The rotary bacterial flagellar motor tunes the type of bacteria motion, which is a random walk pattern alternating between runs and tumbles.

In this article, it is pointed out that the bacterium runs when all of the flagellar motors on a cell rotate in a counterclockwise (CCW) direction, and tumbles when one or more motors rotate in a clockwise (CW) direction.

The study of these two states interval distributions can help to understand motor-switching dynamics better. However, the resulting CCW or CW interval distributions are sometimes different among the experiments.

In order to determine the cause behind those differences and investigate the mechanism of motor switching, the authors systematically study motor switching under various load conditions from high to zero load, under different proton motive force (pmf) conditions and varying the number of torque-generating units (stators) and they find the signature of a non-equilibrium effect between CCW and CW states.

This non-equilibrium mechanism leads to a force-sensing mechanism for the bacterium. Although only about 0.2% of the energy input for the motor is utilized for allosteric regulation, it nevertheless increases the motor sensitivity greatly. Similar mechanisms are expected to be found in other protein complexes. 

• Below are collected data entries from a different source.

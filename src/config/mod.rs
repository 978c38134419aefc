mod settings;

use config::{Config, Environment, File};

pub use settings::{
    BrokerSettings, BusSettings, DlqSettings, LoggingSettings, PartialSettings,
    PersistenceSettings, Settings,
};

use crate::utils::Result;

/// Environment variables starting with this prefix override file values,
/// e.g. `AGENTBUS__BROKER__MAX_QUEUE_SIZE=500`.
pub const ENV_PREFIX: &str = "AGENTBUS";

/// Loads the configuration from the optional `config/default` file and
/// `AGENTBUS__*` environment variables, then fills the gaps with defaults.
pub fn load_config() -> Result<Settings> {
    let builder = Config::builder()
        .add_source(File::with_name("config/default").required(false))
        .add_source(
            Environment::with_prefix(ENV_PREFIX)
                .separator("__")
                .try_parsing(true),
        );

    let config = builder.build()?;

    // Try to deserialize what is available
    let partial: PartialSettings = config.try_deserialize()?;

    Ok(Settings::merged(partial))
}
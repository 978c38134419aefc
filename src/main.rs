use std::sync::Arc;

use agentbus::bus::{MessageBus, PublishOptions};
use agentbus::config::load_config;
use agentbus::message::Message;
use agentbus::transport::handler_fn;
use agentbus::utils::logging;
use serde_json::json;
use tracing::{error, info};

const ECHO_TOPIC: &str = "agent.echo";

#[tokio::main]
async fn main() -> anyhow::Result<()> {
    dotenvy::dotenv().ok();

    let config = load_config()?;
    logging::init(&config.logging.level);

    let bus = Arc::new(MessageBus::from_settings(&config)?);
    bus.connect().await?;

    let responder = bus.clone();
    bus.subscribe(
        ECHO_TOPIC,
        handler_fn(move |message: Message| {
            let bus = responder.clone();
            async move {
                info!(message_id = %message.id, payload = %message.payload, "Echo agent received request");
                bus.reply(&message, json!({ "echo": message.payload }), PublishOptions::new())
                    .await?;
                Ok(())
            }
        }),
    )
    .await?;

    match bus
        .request(ECHO_TOPIC, json!({ "text": "hello" }), PublishOptions::new(), None)
        .await
    {
        Ok(reply) => info!(payload = %reply.payload, "Echo agent answered"),
        Err(err) => error!(error = %err, "Demo request failed"),
    }

    info!(topic = ECHO_TOPIC, "Echo agent running, press Ctrl-C to stop");
    tokio::signal::ctrl_c().await?;

    bus.disconnect().await?;
    info!("Shut down cleanly");
    Ok(())
}
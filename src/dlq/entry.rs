use std::fmt;

use chrono::{DateTime, Utc};
use serde::{Deserialize, Serialize};

use crate::message::Message;

/// Why a message ended up in the dead-letter queue.
///
/// Unrecognised reasons deserialize as `Unknown` so they stay visible in the
/// stats instead of being folded into another bucket.
#[derive(Debug, Clone, Copy, PartialEq, Eq, Hash, Serialize, Deserialize)]
#[serde(rename_all = "SCREAMING_SNAKE_CASE")]
pub enum DeadLetterReason {
    HandlerError,
    ValidationError,
    Expired,
    MaxRetries,
    Rejected,
    #[serde(other)]
    Unknown,
}

impl DeadLetterReason {
    pub const ALL: [DeadLetterReason; 6] = [
        DeadLetterReason::HandlerError,
        DeadLetterReason::ValidationError,
        DeadLetterReason::Expired,
        DeadLetterReason::MaxRetries,
        DeadLetterReason::Rejected,
        DeadLetterReason::Unknown,
    ];

    pub fn as_str(self) -> &'static str {
        match self {
            DeadLetterReason::HandlerError => "HANDLER_ERROR",
            DeadLetterReason::ValidationError => "VALIDATION_ERROR",
            DeadLetterReason::Expired => "EXPIRED",
            DeadLetterReason::MaxRetries => "MAX_RETRIES",
            DeadLetterReason::Rejected => "REJECTED",
            DeadLetterReason::Unknown => "UNKNOWN",
        }
    }
}

impl fmt::Display for DeadLetterReason {
    fn fmt(&self, f: &mut fmt::Formatter<'_>) -> fmt::Result {
        f.write_str(self.as_str())
    }
}

#[derive(Debug, Clone, PartialEq, Serialize, Deserialize)]
pub struct DeadLetterEntry {
    pub message: Message,
    pub reason: DeadLetterReason,
    pub error: String,
    pub timestamp: DateTime<Utc>,
    pub retry_count: u32,
    pub original_topic: String,
    /// Error chain captured at failure time.
    #[serde(default, skip_serializing_if = "Option::is_none")]
    pub context: Option<String>,
    #[serde(default, skip_serializing_if = "Option::is_none")]
    pub last_retry_at: Option<DateTime<Utc>>,
}

impl DeadLetterEntry {
    pub fn new(message: Message, reason: DeadLetterReason, error: impl Into<String>) -> Self {
        let original_topic = message.topic.clone();
        Self {
            message,
            reason,
            error: error.into(),
            timestamp: Utc::now(),
            retry_count: 0,
            original_topic,
            context: None,
            last_retry_at: None,
        }
    }

    pub fn with_context(mut self, context: impl Into<String>) -> Self {
        self.context = Some(context.into());
        self
    }

    pub fn message_id(&self) -> &str {
        &self.message.id
    }
}
//! The `message` module defines the envelope every agent exchanges over the bus
//! and the priority lanes used to rank it.

pub mod envelope;
pub mod priority;

pub use envelope::{Message, MessageId, new_id};
pub use priority::Priority;
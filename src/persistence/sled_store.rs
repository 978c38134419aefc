//! Persistence layer backed by `sled`
//!
//! Stored messages live in a `messages` tree keyed by message id. Each topic
//! also gets an index tree whose keys are prefixed with the zero-padded message
//! timestamp, so iterating a topic yields messages in chronological order and
//! replay windows become range scans.
//!
//! Every mutation of a stored message is a single atomic sled operation:
//! `insert`/`remove` hand back the value they replaced, and status changes go
//! through `update_and_fetch`, which retries on concurrent writes.
//!
//! Configuration options supported:
//! - `max_messages_per_topic`: optional cap to limit storage per topic; when
//!   exceeded the oldest messages are removed.

use std::path::Path;

use async_trait::async_trait;
use chrono::{DateTime, Utc};
use futures::stream::{self, BoxStream, StreamExt};
use sled::{Db, Tree};
use tracing::debug;

use super::{MessageStatus, MessageStore, StoreStats, StoredMessage, in_window};
use crate::message::{Message, MessageId};
use crate::utils::Result;

#[derive(Clone)]
pub struct SledMessageStore {
    db: Db,
    messages: Tree,
    max_messages_per_topic: Option<usize>,
}

impl SledMessageStore {
    /// Open or create a sled database at `path` with the given retention policy.
    pub fn open(path: impl AsRef<Path>, max_messages_per_topic: Option<usize>) -> Result<Self> {
        let db = sled::open(path)?;
        let messages = db.open_tree("messages")?;
        Ok(Self {
            db,
            messages,
            max_messages_per_topic,
        })
    }

    fn topic_tree(&self, topic: &str) -> Result<Tree> {
        Ok(self.db.open_tree(format!("topic:{topic}"))?)
    }

    fn millis_prefix(timestamp: DateTime<Utc>) -> String {
        format!("{:020}", timestamp.timestamp_millis().max(0))
    }

    fn index_key(message: &Message) -> String {
        format!("{}_{}", Self::millis_prefix(message.timestamp), message.id)
    }

    fn load(&self, id: &str) -> Result<Option<StoredMessage>> {
        match self.messages.get(id.as_bytes())? {
            Some(bytes) => Ok(Some(serde_json::from_slice(&bytes)?)),
            None => Ok(None),
        }
    }

    fn enforce_retention(&self, topic: &str, tree: &Tree) -> Result<()> {
        let Some(max) = self.max_messages_per_topic else {
            return Ok(());
        };
        let total = tree.len();
        if total <= max {
            return Ok(());
        }

        let excess: Vec<_> = tree
            .iter()
            .take(total - max)
            .collect::<std::result::Result<_, _>>()?;
        for (key, id) in excess {
            tree.remove(key)?;
            self.messages.remove(id)?;
        }
        debug!(topic, removed = total - max, "Trimmed stored messages to retention cap");
        Ok(())
    }

    fn topic_messages(&self, topic: &str) -> Result<Vec<StoredMessage>> {
        let tree = self.topic_tree(topic)?;
        let mut found = Vec::new();
        for item in tree.iter() {
            let (_, id) = item?;
            let id = String::from_utf8_lossy(&id).into_owned();
            if let Some(stored) = self.load(&id)? {
                found.push(stored);
            }
        }
        Ok(found)
    }
}

#[async_trait]
impl MessageStore for SledMessageStore {
    async fn store(&self, message: &Message) -> Result<MessageId> {
        let tree = self.topic_tree(&message.topic)?;
        let key = Self::index_key(message);
        let serialized = serde_json::to_vec(&StoredMessage::new(message.clone()))?;

        if let Some(bytes) = self.messages.insert(message.id.as_bytes(), serialized)? {
            let previous: StoredMessage = serde_json::from_slice(&bytes)?;
            let previous_key = Self::index_key(&previous.message);
            if previous.message.topic != message.topic || previous_key != key {
                self.topic_tree(&previous.message.topic)?
                    .remove(previous_key.as_bytes())?;
            }
        }
        tree.insert(key.as_bytes(), message.id.as_bytes())?;
        self.enforce_retention(&message.topic, &tree)?;
        Ok(message.id.clone())
    }

    async fn get(&self, id: &str) -> Result<Option<StoredMessage>> {
        self.load(id)
    }

    async fn update_status(
        &self,
        id: &str,
        status: MessageStatus,
        error: Option<String>,
    ) -> Result<bool> {
        // the closure may run several times under contention; the last run wins
        let mut outcome: Result<bool> = Ok(false);
        self.messages.update_and_fetch(id.as_bytes(), |current| {
            outcome = Ok(false);
            let bytes = current?;
            let mut stored: StoredMessage = match serde_json::from_slice(bytes) {
                Ok(stored) => stored,
                Err(err) => {
                    outcome = Err(err.into());
                    return Some(bytes.to_vec());
                }
            };
            if !stored.status.can_advance_to(status) {
                return Some(bytes.to_vec());
            }
            stored.status = status;
            stored.error = error.clone();
            stored.updated_at = Utc::now();
            match serde_json::to_vec(&stored) {
                Ok(updated) => {
                    outcome = Ok(true);
                    Some(updated)
                }
                Err(err) => {
                    outcome = Err(err.into());
                    Some(bytes.to_vec())
                }
            }
        })?;
        outcome
    }

    async fn get_by_topic(
        &self,
        topic: &str,
        status: Option<MessageStatus>,
        limit: usize,
    ) -> Result<Vec<StoredMessage>> {
        Ok(self
            .topic_messages(topic)?
            .into_iter()
            .filter(|stored| status.is_none_or(|s| stored.status == s))
            .take(limit)
            .collect())
    }

    async fn replay(
        &self,
        topic: &str,
        from: Option<DateTime<Utc>>,
        to: Option<DateTime<Utc>>,
    ) -> Result<BoxStream<'static, Message>> {
        let tree = self.topic_tree(topic)?;
        let start = from.map(Self::millis_prefix).unwrap_or_default();

        let mut messages = Vec::new();
        for item in tree.range(start.as_bytes()..) {
            let (_, id) = item?;
            let id = String::from_utf8_lossy(&id).into_owned();
            let Some(stored) = self.load(&id)? else {
                continue;
            };
            if to.is_some_and(|to| stored.message.timestamp > to) {
                break;
            }
            if in_window(stored.message.timestamp, from, to) {
                messages.push(stored.message);
            }
        }
        Ok(stream::iter(messages).boxed())
    }

    async fn delete(&self, id: &str) -> Result<bool> {
        let Some(bytes) = self.messages.remove(id.as_bytes())? else {
            return Ok(false);
        };
        let stored: StoredMessage = serde_json::from_slice(&bytes)?;
        self.topic_tree(&stored.message.topic)?
            .remove(Self::index_key(&stored.message).as_bytes())?;
        Ok(true)
    }

    async fn stats(&self) -> Result<StoreStats> {
        let mut stats = StoreStats::default();
        for item in self.messages.iter() {
            let (_, bytes) = item?;
            let stored: StoredMessage = serde_json::from_slice(&bytes)?;
            stats.record(&stored);
        }
        Ok(stats)
    }
}

impl std::fmt::Debug for SledMessageStore {
    fn fmt(&self, f: &mut std::fmt::Formatter<'_>) -> std::fmt::Result {
        f.debug_struct("SledMessageStore")
            .field("db", &"sled::Db")
            .field("max_messages_per_topic", &self.max_messages_per_topic)
            .finish()
    }
}
//! The `dlq` module stores deliveries that failed or expired so they can be
//! inspected, retried or discarded.

pub mod entry;
pub mod queue;

pub use entry::{DeadLetterEntry, DeadLetterReason};
pub use queue::{DeadLetterQueue, DeadLetterStats, OnAddCallback};

#[cfg(test)]
mod tests;
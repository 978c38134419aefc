//! Bounded per-topic priority queue
//!
//! Entries are ordered by priority lane (highest first) and, within a lane, by
//! the sequence number assigned when the entry was pushed. The sequence is
//! taken from a counter owned by the queue, so assignment and insertion happen
//! under the same lock and equal-priority entries keep publish order.
//!
//! The queue itself does not enforce `max_size`; the broker decides whether to
//! throttle, evict or reject before calling [`PriorityQueue::push`].

use std::cmp::Reverse;
use std::collections::BTreeMap;

use crate::message::{Message, Priority};

#[derive(Debug, Clone, Copy, PartialEq, Eq, PartialOrd, Ord)]
struct QueueKey {
    rank: Reverse<Priority>,
    sequence: u64,
}

#[derive(Debug, Clone)]
pub struct QueueEntry {
    pub priority: Priority,
    pub sequence: u64,
    pub message: Message,
}

#[derive(Debug)]
pub struct PriorityQueue {
    entries: BTreeMap<QueueKey, Message>,
    max_size: usize,
    next_sequence: u64,
}

impl PriorityQueue {
    pub fn new(max_size: usize) -> Self {
        Self {
            entries: BTreeMap::new(),
            max_size,
            next_sequence: 0,
        }
    }

    pub fn len(&self) -> usize {
        self.entries.len()
    }

    pub fn is_empty(&self) -> bool {
        self.entries.is_empty()
    }

    pub fn max_size(&self) -> usize {
        self.max_size
    }

    pub fn is_full(&self) -> bool {
        self.entries.len() >= self.max_size
    }

    /// `len / max_size`; a zero-capacity queue is always full.
    pub fn fill_ratio(&self) -> f64 {
        if self.max_size == 0 {
            return 1.0;
        }
        self.entries.len() as f64 / self.max_size as f64
    }

    /// Insert a message and return the sequence number it was given.
    pub fn push(&mut self, message: Message) -> u64 {
        let sequence = self.next_sequence;
        self.next_sequence += 1;
        let key = QueueKey {
            rank: Reverse(message.priority),
            sequence,
        };
        self.entries.insert(key, message);
        sequence
    }

    /// Put a popped entry back at its original position.
    ///
    /// Returns the entry when the queue is full.
    pub fn restore(&mut self, entry: QueueEntry) -> Result<(), QueueEntry> {
        if self.is_full() {
            return Err(entry);
        }
        let key = QueueKey {
            rank: Reverse(entry.priority),
            sequence: entry.sequence,
        };
        self.entries.insert(key, entry.message);
        Ok(())
    }

    /// Remove the highest-priority, oldest entry.
    pub fn pop(&mut self) -> Option<QueueEntry> {
        self.entries.pop_first().map(Self::into_entry)
    }

    /// Remove the first entry, in delivery order, whose message matches `pred`.
    pub fn take_first<F>(&mut self, pred: F) -> Option<QueueEntry>
    where
        F: Fn(&Message) -> bool,
    {
        let key = self
            .entries
            .iter()
            .find(|(_, message)| pred(message))
            .map(|(key, _)| *key)?;
        self.entries.remove_entry(&key).map(Self::into_entry)
    }

    /// Remove the oldest BACKGROUND entry, if any.
    pub fn evict_oldest_background(&mut self) -> Option<QueueEntry> {
        let start = QueueKey {
            rank: Reverse(Priority::Background),
            sequence: 0,
        };
        let key = self.entries.range(start..).next().map(|(key, _)| *key)?;
        self.entries.remove_entry(&key).map(Self::into_entry)
    }

    /// Clone up to `limit` messages in delivery order without consuming them.
    pub fn snapshot(&self, limit: usize) -> Vec<Message> {
        self.entries.values().take(limit).cloned().collect()
    }

    pub fn clear(&mut self) {
        self.entries.clear();
    }

    fn into_entry((key, message): (QueueKey, Message)) -> QueueEntry {
        QueueEntry {
            priority: key.rank.0,
            sequence: key.sequence,
            message,
        }
    }
}
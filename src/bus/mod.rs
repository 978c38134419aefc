//! The `bus` module is the entry point agents use.
//!
//! [`MessageBus`] composes one [`Transport`] with the optional collaborators
//! around it:
//!
//! - a [`SchemaRegistry`] that validates payloads before anything is enqueued
//! - a [`TraceContext`] whose ambient trace is stamped on outgoing messages
//! - a [`MessageStore`] that records delivery progress (best effort)
//! - a [`DeadLetterQueue`] that absorbs handler failures and expired messages
//!
//! The bus is an explicit instance; share it by reference or `Arc`.

mod options;

use std::collections::HashMap;
use std::sync::Arc;
use std::time::Duration;

use chrono::{DateTime, Utc};
use futures::StreamExt;
use serde_json::Value;
use tracing::{debug, info, warn};

use crate::broker::{BrokerConfig, InMemoryBroker};
use crate::config::Settings;
use crate::context::{TaskLocalTraceContext, TraceContext};
use crate::dlq::{DeadLetterEntry, DeadLetterQueue, DeadLetterReason};
use crate::message::{Message, MessageId, new_id};
use crate::persistence::{MessageStatus, MessageStore, SledMessageStore};
use crate::schema::SchemaRegistry;
use crate::transport::{BackpressureStats, MessageHandler, SubscriptionId, Transport, handler_fn};
use crate::utils::{BusError, Result};

pub use options::PublishOptions;

const DEFAULT_REQUEST_TIMEOUT: Duration = Duration::from_secs(30);

pub struct MessageBus {
    transport: Arc<dyn Transport>,
    store: Option<Arc<dyn MessageStore>>,
    schemas: Option<Arc<SchemaRegistry>>,
    dlq: Option<Arc<DeadLetterQueue>>,
    trace_context: Arc<dyn TraceContext>,
    auto_inject_trace: bool,
    request_timeout: Duration,
    sender: Option<String>,
}
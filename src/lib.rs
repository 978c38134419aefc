//! # AgentBus
//!
//! `agentbus` is an in-process message bus for agent-to-agent communication.
//! Agents publish JSON payloads to topics, subscribe handlers, and exchange
//! request/reply pairs linked by correlation ids. Delivery is ordered by
//! priority lane and bounded per topic.
//!
//! ## Core Modules
//!
//! The library is structured into several modules, each with a distinct responsibility:
//!
//! - `message`: The message envelope and its priority lanes.
//! - `transport`: The contract every backend implements.
//! - `broker`: The in-process backend: priority queues, backpressure, delivery workers and reply routing.
//! - `dlq`: The dead-letter queue for failed and expired deliveries.
//! - `persistence`: Message stores (in memory and `sled`) used for status tracking and replay.
//! - `schema`: Payload validation per topic.
//! - `context`: Ambient trace propagation.
//! - `bus`: `MessageBus`, which composes all of the above.
//! - `config`: Loading settings from files and the environment.
//! - `utils`: Shared utilities, such as error handling and logging.

pub mod broker;
pub mod bus;
pub mod config;
pub mod context;
pub mod dlq;
pub mod message;
pub mod persistence;
pub mod schema;
pub mod transport;
pub mod utils;

pub use broker::{BrokerConfig, InMemoryBroker};
pub use bus::{MessageBus, MessageBusBuilder, PublishOptions};
pub use dlq::{DeadLetterEntry, DeadLetterQueue, DeadLetterReason};
pub use message::{Message, MessageId, Priority};
pub use transport::{MessageHandler, Transport, handler_fn};
pub use utils::{BusError, Result};
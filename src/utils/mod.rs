//! The `utils` module provides definitions shared across the `agentbus` crate:
//! the error taxonomy and logging setup.

pub mod error;
pub mod logging;

pub use error::{BusError, Result};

To sum up, the motor switch dependence on load, pmf, and number of stators described in this article can be consistently explained in terms of the dependence on motor torque and the results also resolve the previous discrepancy among different experiments.

This work was supported by National Natural Science Foundation of China, Fundamental Research Funds for the Central Universities, and Anhui Natural Science Foundation. Prof.s YUAN Junhua and ZHANG Rongjing are supported by the "1000 Youth Talent Program".